The Wood Between the Worlds

It's possible that I visited a magical in-between place this past weekend. Possible, but not probable. I mean the place really is an in-between, but who knows if it connects you to the realms of other worlds? Wouldn't that be wonderful? But before I get ahead of myself, let me explain:

In the spirit of checking things off our DC list, JB and I decided to explore Teddy Roosevelt Island and then to locate the DC version of the Bermuda Triangle: the mysterious place that allows one to actually park & walk around the Iwo Jima Memorial & the Netherlands Carillon (hint: take the 110/Jefferson Davis Highway between 395 & 66).

Teddy Roosevelt Island is located on the Potomac River between the Georgetown/Kennedy Center Waterfront area & Rosslyn, VA. It is place lost in time and can only be visited via a footbridge along the George Washington Parkway, and once you step onto one of the island's trails, it's easy to forget that you're anywhere near a city. You follow footpaths and boardwalks all around the swampy island, spotting skittish blue tailed lizards and jumpy forest toads (and if you're lucky, some deer friends, but alas, we were not on the VIP list that day).

 ^^just how thrilled does he look to be in this picture?
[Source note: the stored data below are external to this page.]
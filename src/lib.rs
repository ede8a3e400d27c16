pub mod auction;
pub mod auth;
pub mod bidding;
pub mod config;
pub mod database;
pub mod error;
pub mod handlers;
pub mod query;
pub mod store;
pub mod validation;

#[cfg(test)]
mod test_support;
// region:    --- Imports
use super::{queries, AuctionStore, UpdateOutcome};
use crate::auction::model::{Auction, AuctionStatus, HighestBid};
use crate::database::DatabaseManager;
use crate::error::StoreError;
use async_trait::async_trait;
use chrono::{DateTime, Utc};
use sqlx::PgConnection;
use std::sync::Arc;
use tracing::{debug, info};

// endregion: --- Imports

// region:    --- Auction Row
/// auctions 테이블 행
#[derive(Debug, sqlx::FromRow)]
struct AuctionRow {
    id: String,
    title: String,
    status: String,
    seller: String,
    created_at: DateTime<Utc>,
    ending_at: DateTime<Utc>,
    highest_bid_amount: f64,
    highest_bid_bidder: Option<String>,
}

impl TryFrom<AuctionRow> for Auction {
    type Error = StoreError;

    fn try_from(row: AuctionRow) -> Result<Self, Self::Error> {
        let status = row
            .status
            .parse::<AuctionStatus>()
            .map_err(|e| StoreError::Corrupt(format!("{} (id: {})", e, row.id)))?;

        Ok(Auction {
            id: row.id,
            title: row.title,
            status,
            seller: row.seller,
            created_at: row.created_at,
            ending_at: row.ending_at,
            highest_bid: HighestBid {
                amount: row.highest_bid_amount,
                bidder: row.highest_bid_bidder,
            },
        })
    }
}
// endregion: --- Auction Row

// region:    --- Postgres Auction Store
/// PostgreSQL 경매 저장소
pub struct PostgresAuctionStore {
    db_manager: Arc<DatabaseManager>,
}

impl PostgresAuctionStore {
    pub fn new(db_manager: Arc<DatabaseManager>) -> Self {
        Self { db_manager }
    }
}

#[async_trait]
impl AuctionStore for PostgresAuctionStore {
    async fn get(&self, id: &str) -> Result<Option<Auction>, StoreError> {
        debug!("{:<12} --> 경매 조회 id: {}", "Store", id);
        sqlx::query_as::<_, AuctionRow>(queries::GET_AUCTION)
            .bind(id)
            .fetch_optional(self.db_manager.pool())
            .await?
            .map(Auction::try_from)
            .transpose()
    }

    async fn put(&self, auction: &Auction) -> Result<(), StoreError> {
        debug!("{:<12} --> 경매 저장 id: {}", "Store", auction.id);
        sqlx::query_scalar::<_, String>(queries::INSERT_AUCTION)
            .bind(&auction.id)
            .bind(&auction.title)
            .bind(auction.status.as_str())
            .bind(&auction.seller)
            .bind(auction.created_at)
            .bind(auction.ending_at)
            .bind(auction.highest_bid.amount)
            .bind(&auction.highest_bid.bidder)
            .fetch_optional(self.db_manager.pool())
            .await?
            .ok_or_else(|| StoreError::AlreadyExists(auction.id.clone()))?;

        Ok(())
    }

    async fn update_highest_bid(
        &self,
        id: &str,
        amount: f64,
        bidder: &str,
    ) -> Result<UpdateOutcome, StoreError> {
        let id = id.to_string();
        let bidder = bidder.to_string();

        self.db_manager
            .transaction(|tx| {
                Box::pin(async move {
                    update_highest_bid_in_tx(&mut **tx, &id, amount, &bidder).await
                })
            })
            .await
    }

    async fn list_by_status(&self, status: AuctionStatus) -> Result<Vec<Auction>, StoreError> {
        debug!("{:<12} --> 상태별 경매 목록 조회: {}", "Store", status);
        sqlx::query_as::<_, AuctionRow>(queries::LIST_AUCTIONS_BY_STATUS)
            .bind(status.as_str())
            .fetch_all(self.db_manager.pool())
            .await?
            .into_iter()
            .map(Auction::try_from)
            .collect()
    }
}

/// 트랜잭션 안에서 최고 입찰 조건부 갱신
async fn update_highest_bid_in_tx(
    conn: &mut PgConnection,
    id: &str,
    amount: f64,
    bidder: &str,
) -> Result<UpdateOutcome, StoreError> {
    let updated = sqlx::query_as::<_, AuctionRow>(queries::UPDATE_HIGHEST_BID)
        .bind(id)
        .bind(amount)
        .bind(bidder)
        .fetch_optional(&mut *conn)
        .await?;

    if let Some(row) = updated {
        return Ok(UpdateOutcome::Updated(row.try_into()?));
    }

    // 조건 불일치인지 레코드가 사라졌는지 구분
    let current = sqlx::query_as::<_, AuctionRow>(queries::GET_AUCTION)
        .bind(id)
        .fetch_optional(&mut *conn)
        .await?;

    match current {
        Some(row) => {
            info!("{:<12} --> 최고 입찰 갱신 조건 불일치 id: {}", "Store", id);
            Ok(UpdateOutcome::Rejected(row.try_into()?))
        }
        None => Ok(UpdateOutcome::Missing),
    }
}
// endregion: --- Postgres Auction Store

// endregion: --- Tests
Overjoyed.^^
 ^^the last glimpse of the real world for awhile^^

And then eventually, you meander onto this clearing paved in stones and granite honoring the protector of our land, Teddy Roosevelt.

It is eerie, especially when no one else is around. Eerie, but beautiful. And this is where my imagination and reality actually merged, because this clearing in the woods had two murky, stagnant fountains, perfect for jumping between worlds. I half expected to see Digory & Polly emerge from one of the fountains with their hands jammed in their pockets. If CS Lewis had been an American, I would have thought this memorial inspired his in-between place connecting Earth, Charn, & Narnia in The Magician's Nephew, but as we all know, he wasn't, so maybe instead the memorial connects to one of those magical fountains?? One can only dream.
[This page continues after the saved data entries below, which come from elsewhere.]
// region:    --- Imports
use axum::http::StatusCode;
use axum::response::{IntoResponse, Response};
use axum::Json;
use thiserror::Error;
use tracing::error;

// endregion: --- Imports

// region:    --- Auction Error
/// 경매 API 에서 발생하는 모든 에러
#[derive(Error, Debug)]
pub enum AuctionError {
    /// 비즈니스 로직 실행 전 입력값 검증 실패
    #[error("{0}")]
    Validation(String),

    #[error("{0}")]
    NotFound(String),

    /// 비즈니스 규칙 위반
    #[error("{0}")]
    Forbidden(ForbiddenReason),

    /// 저장소 장애 등 내부 오류 (호출자에게는 상세 내용을 노출하지 않는다)
    #[error("Internal server error: {0}")]
    Internal(String),
}

/// 입찰 거절 사유
#[derive(Error, Debug, Clone, PartialEq)]
pub enum ForbiddenReason {
    #[error("You cannot bid on your own auctions!")]
    OwnAuction,

    #[error("You are already the highest bidder!")]
    AlreadyHighestBidder,

    #[error("You cannot bid on closed auctions!")]
    AuctionClosed,

    #[error("Your bid must be higher than {highest_bid}!")]
    BidTooLow { highest_bid: f64 },
}

impl ForbiddenReason {
    pub fn code(&self) -> &'static str {
        match self {
            Self::OwnAuction => "SELF_BID",
            Self::AlreadyHighestBidder => "ALREADY_HIGHEST_BIDDER",
            Self::AuctionClosed => "AUCTION_CLOSED",
            Self::BidTooLow { .. } => "LOW_BID",
        }
    }
}

impl AuctionError {
    pub fn not_found(id: &str) -> Self {
        Self::NotFound(format!("Auction with ID \"{}\" not found!", id))
    }

    pub fn status_code(&self) -> StatusCode {
        match self {
            Self::Validation(_) => StatusCode::BAD_REQUEST,
            Self::NotFound(_) => StatusCode::NOT_FOUND,
            Self::Forbidden(_) => StatusCode::FORBIDDEN,
            Self::Internal(_) => StatusCode::INTERNAL_SERVER_ERROR,
        }
    }

    pub fn code(&self) -> &'static str {
        match self {
            Self::Validation(_) => "VALIDATION_FAILED",
            Self::NotFound(_) => "NOT_FOUND",
            Self::Forbidden(reason) => reason.code(),
            Self::Internal(_) => "INTERNAL",
        }
    }
}

impl From<ForbiddenReason> for AuctionError {
    fn from(reason: ForbiddenReason) -> Self {
        Self::Forbidden(reason)
    }
}

impl From<StoreError> for AuctionError {
    fn from(err: StoreError) -> Self {
        Self::Internal(err.to_string())
    }
}

impl IntoResponse for AuctionError {
    fn into_response(self) -> Response {
        let status = self.status_code();
        let body = match &self {
            Self::Internal(detail) => {
                error!("{:<12} --> 내부 오류: {}", "Handler", detail);
                serde_json::json!({
                    "error": "Internal server error",
                    "code": self.code(),
                })
            }
            Self::Forbidden(ForbiddenReason::BidTooLow { highest_bid }) => serde_json::json!({
                "error": self.to_string(),
                "code": self.code(),
                "highest_bid": highest_bid,
            }),
            _ => serde_json::json!({
                "error": self.to_string(),
                "code": self.code(),
            }),
        };

        (status, Json(body)).into_response()
    }
}
// endregion: --- Auction Error

// region:    --- Store Error
/// 저장소 계층 에러
#[derive(Error, Debug)]
pub enum StoreError {
    #[error("Database error: {0}")]
    Database(#[from] sqlx::Error),

    #[error("Auction with ID \"{0}\" already exists")]
    AlreadyExists(String),

    /// 저장된 레코드를 도메인 타입으로 변환할 수 없음
    #[error("Corrupt auction record: {0}")]
    Corrupt(String),
}
// endregion: --- Store Error

// region:    --- Tests
#[cfg(test)]
mod tests {
    use super::*;

    #[test]
    fn low_bid_message_mentions_highest_amount() {
        let err = AuctionError::from(ForbiddenReason::BidTooLow { highest_bid: 50.0 });
        assert_eq!(err.to_string(), "Your bid must be higher than 50!");

        let err = AuctionError::from(ForbiddenReason::BidTooLow { highest_bid: 10.5 });
        assert_eq!(err.to_string(), "Your bid must be higher than 10.5!");
        assert_eq!(err.status_code(), StatusCode::FORBIDDEN);
        assert_eq!(err.code(), "LOW_BID");
    }

    #[test]
    fn store_errors_become_internal() {
        let err = AuctionError::from(StoreError::AlreadyExists("abc".to_string()));
        assert!(matches!(err, AuctionError::Internal(_)));
        assert_eq!(err.status_code(), StatusCode::INTERNAL_SERVER_ERROR);
    }

    #[test]
    fn not_found_names_the_id() {
        let err = AuctionError::not_found("missing-id");
        assert_eq!(err.to_string(), "Auction with ID \"missing-id\" not found!");
        assert_eq!(err.status_code(), StatusCode::NOT_FOUND);
    }
}
// endregion: --- Tests
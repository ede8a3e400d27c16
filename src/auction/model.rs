use chrono::{DateTime, Duration, SubsecRound, Utc};
use serde::{Deserialize, Serialize};
use std::fmt;
use std::str::FromStr;
use uuid::Uuid;

/// 경매 진행 시간 (생성 시점부터 1시간)
pub const BIDDING_WINDOW_HOURS: i64 = 1;

// 경매 상태
#[derive(Debug, Serialize, Deserialize, Clone, Copy, PartialEq, Eq, Hash)]
#[serde(rename_all = "UPPERCASE")]
pub enum AuctionStatus {
    Open,
    Closed,
}

impl AuctionStatus {
    pub fn as_str(&self) -> &'static str {
        match self {
            Self::Open => "OPEN",
            Self::Closed => "CLOSED",
        }
    }
}

impl fmt::Display for AuctionStatus {
    fn fmt(&self, f: &mut fmt::Formatter<'_>) -> fmt::Result {
        f.write_str(self.as_str())
    }
}

impl FromStr for AuctionStatus {
    type Err = String;

    fn from_str(s: &str) -> Result<Self, Self::Err> {
        match s {
            "OPEN" => Ok(Self::Open),
            "CLOSED" => Ok(Self::Closed),
            other => Err(format!("unknown auction status: {}", other)),
        }
    }
}

// 최고 입찰 정보
#[derive(Debug, Serialize, Deserialize, Clone, PartialEq, Default)]
pub struct HighestBid {
    pub amount: f64,
    #[serde(default, skip_serializing_if = "Option::is_none")]
    pub bidder: Option<String>,
}

// 경매 모델
#[derive(Debug, Serialize, Deserialize, Clone, PartialEq)]
#[serde(rename_all = "camelCase")]
pub struct Auction {
    pub id: String,
    pub title: String,
    pub status: AuctionStatus,
    pub seller: String,
    pub created_at: DateTime<Utc>,
    pub ending_at: DateTime<Utc>,
    pub highest_bid: HighestBid,
}

impl Auction {
    /// 새 경매 생성 (OPEN 상태, 입찰가 0, 1시간 입찰 기간)
    pub fn open(title: String, seller: String) -> Self {
        Self::open_at(title, seller, Utc::now())
    }

    /// 지정한 시각 기준으로 새 경매 생성
    pub fn open_at(title: String, seller: String, now: DateTime<Utc>) -> Self {
        // Postgres timestamptz 는 마이크로초 정밀도
        let created_at = now.trunc_subsecs(6);
        Self {
            id: Uuid::new_v4().to_string(),
            title,
            status: AuctionStatus::Open,
            seller,
            created_at,
            ending_at: created_at + Duration::hours(BIDDING_WINDOW_HOURS),
            highest_bid: HighestBid::default(),
        }
    }

    pub fn is_open(&self) -> bool {
        self.status == AuctionStatus::Open
    }

    pub fn is_highest_bidder(&self, identity: &str) -> bool {
        self.highest_bid.bidder.as_deref() == Some(identity)
    }
}
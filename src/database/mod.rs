use crate::config::AppConfig;
use sqlx::postgres::{PgPool, PgPoolOptions};
use std::future::Future;
use std::pin::Pin;

pub struct DatabaseManager {
    pool: PgPool,
}

impl DatabaseManager {
    /// 데이터베이스 매니저 생성
    pub async fn connect(config: &AppConfig) -> Result<Self, sqlx::Error> {
        let pool = PgPoolOptions::new()
            .max_connections(config.max_connections)
            .connect(&config.database_url)
            .await?;
        Ok(Self { pool })
    }

    /// 트랜잭션 실행
    pub async fn transaction<F, R, E>(&self, f: F) -> Result<R, E>
    where
        F: for<'c> FnOnce(
            &'c mut sqlx::Transaction<'_, sqlx::Postgres>,
        ) -> Pin<Box<dyn Future<Output = Result<R, E>> + Send + 'c>>,
        E: From<sqlx::Error>,
    {
        let mut tx = self.pool.begin().await?;
        let result = f(&mut tx).await;
        match result {
            Ok(r) => {
                tx.commit().await?;
                Ok(r)
            }
            Err(e) => {
                tx.rollback().await?;
                Err(e)
            }
        }
    }

    /// 데이터베이스 초기화 (스키마가 이미 있으면 그대로 둔다)
    pub async fn initialize_database(&self) -> Result<(), sqlx::Error> {
        let create_schema_sql = include_str!("../../sql/01-create-schema.sql");
        self.execute_multi_query(create_schema_sql).await
    }

    /// 여러 쿼리 실행
    async fn execute_multi_query(&self, sql: &str) -> Result<(), sqlx::Error> {
        for query in sql.split(';') {
            let query = query.trim();
            if !query.is_empty() {
                sqlx::query(query).execute(&self.pool).await?;
            }
        }
        Ok(())
    }

    pub fn pool(&self) -> &PgPool {
        &self.pool
    }
}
Moral of the story: magic is real. my imagination heavily enhances my life and makes me longwinded. Clearly.

 ^^fyi, I looked & there were no buttons in the fountains. But there are presidential seals on the feet of the fountains. Teddy's gettin' fancy^^

Onto the DC-Bermuda Triangle, where you can't get much better views of the DC panorama than from this hill housing the Iwo Jima Memorial & Netherlands Carillon. Sad to say our real camera didn't tag along on this trip, but with views like that, it's on our list to revisit. As for this forgotten Netherlands Carillon, it was given to the US in thanks to the relationship our two countries forged during WWII while their country was under Nazi control. The Carillon contains 50 bells, all inscribed with with emblems representing different groups in Dutch society, and is guarded by two lions overlooking a field of thousands of tulips (aka I will be visiting next spring to see those beauties in all their glory). 

^^one of those rare times that rust is beautiful^^

Monday, August 26, 2013

free for all friday

As all great ideas do, this one started with Harry Potter. This past week as JB was purchasing tickets for the upcoming Potted Potter show at the Shakespeare Theatre Company, he saw an advert for their annual "Free for All" show. Hmm... free play? Yes, please.

Apparently since 1991, the STC has put on a free show for over 640,000 people (Shakespeare would be so proud). And it's obvious that this is a tradition well-loved by the community. Before our show began, the docent asked the audience how often they had participated in their Free for All, and the majority had seen at least 10 free performances, and some had even seen them all! Talk about dedication...

This year's play was Shakespeare's Much Ado About Nothing, and it was simply superb. Feeling a bit rusty on the plot (since the last time I had visited it was high school), I was worried at first that it would take awhile to get into it. But the cast was so captivating, especially the two leads, Benedick & Beatrice, (both of which have been nominated for Tony Awards), that we were hooked within minutes of the play's start. It was such a fun night, and JB and I are still quoting some of the funnier lines to each other... Let's just say we can't wait for next year's performance.

 Hooray for winning lottery tickets so we didn't have to wait in the rain all afternoon! 
This was our view for awhile as we waited for the literal interpretation of "free for all" to begin: the mad scramble for seats. Thankfully our surroundings were fairly beautiful to admire ;)
The sneaky stage photo before the play began. I'm always amazed at how intricate a set can be: a spiral staircase, water in the fountain, a usable water pump in the corner. Such attention to detail!
The best place to grab a late night dinner: Gordon Biersch. And how lucky were they to inherit such beautiful interiors?
This clock just intrigues me. Beautiful & pseudo-precarious at the same time. It's a new term... just go with it.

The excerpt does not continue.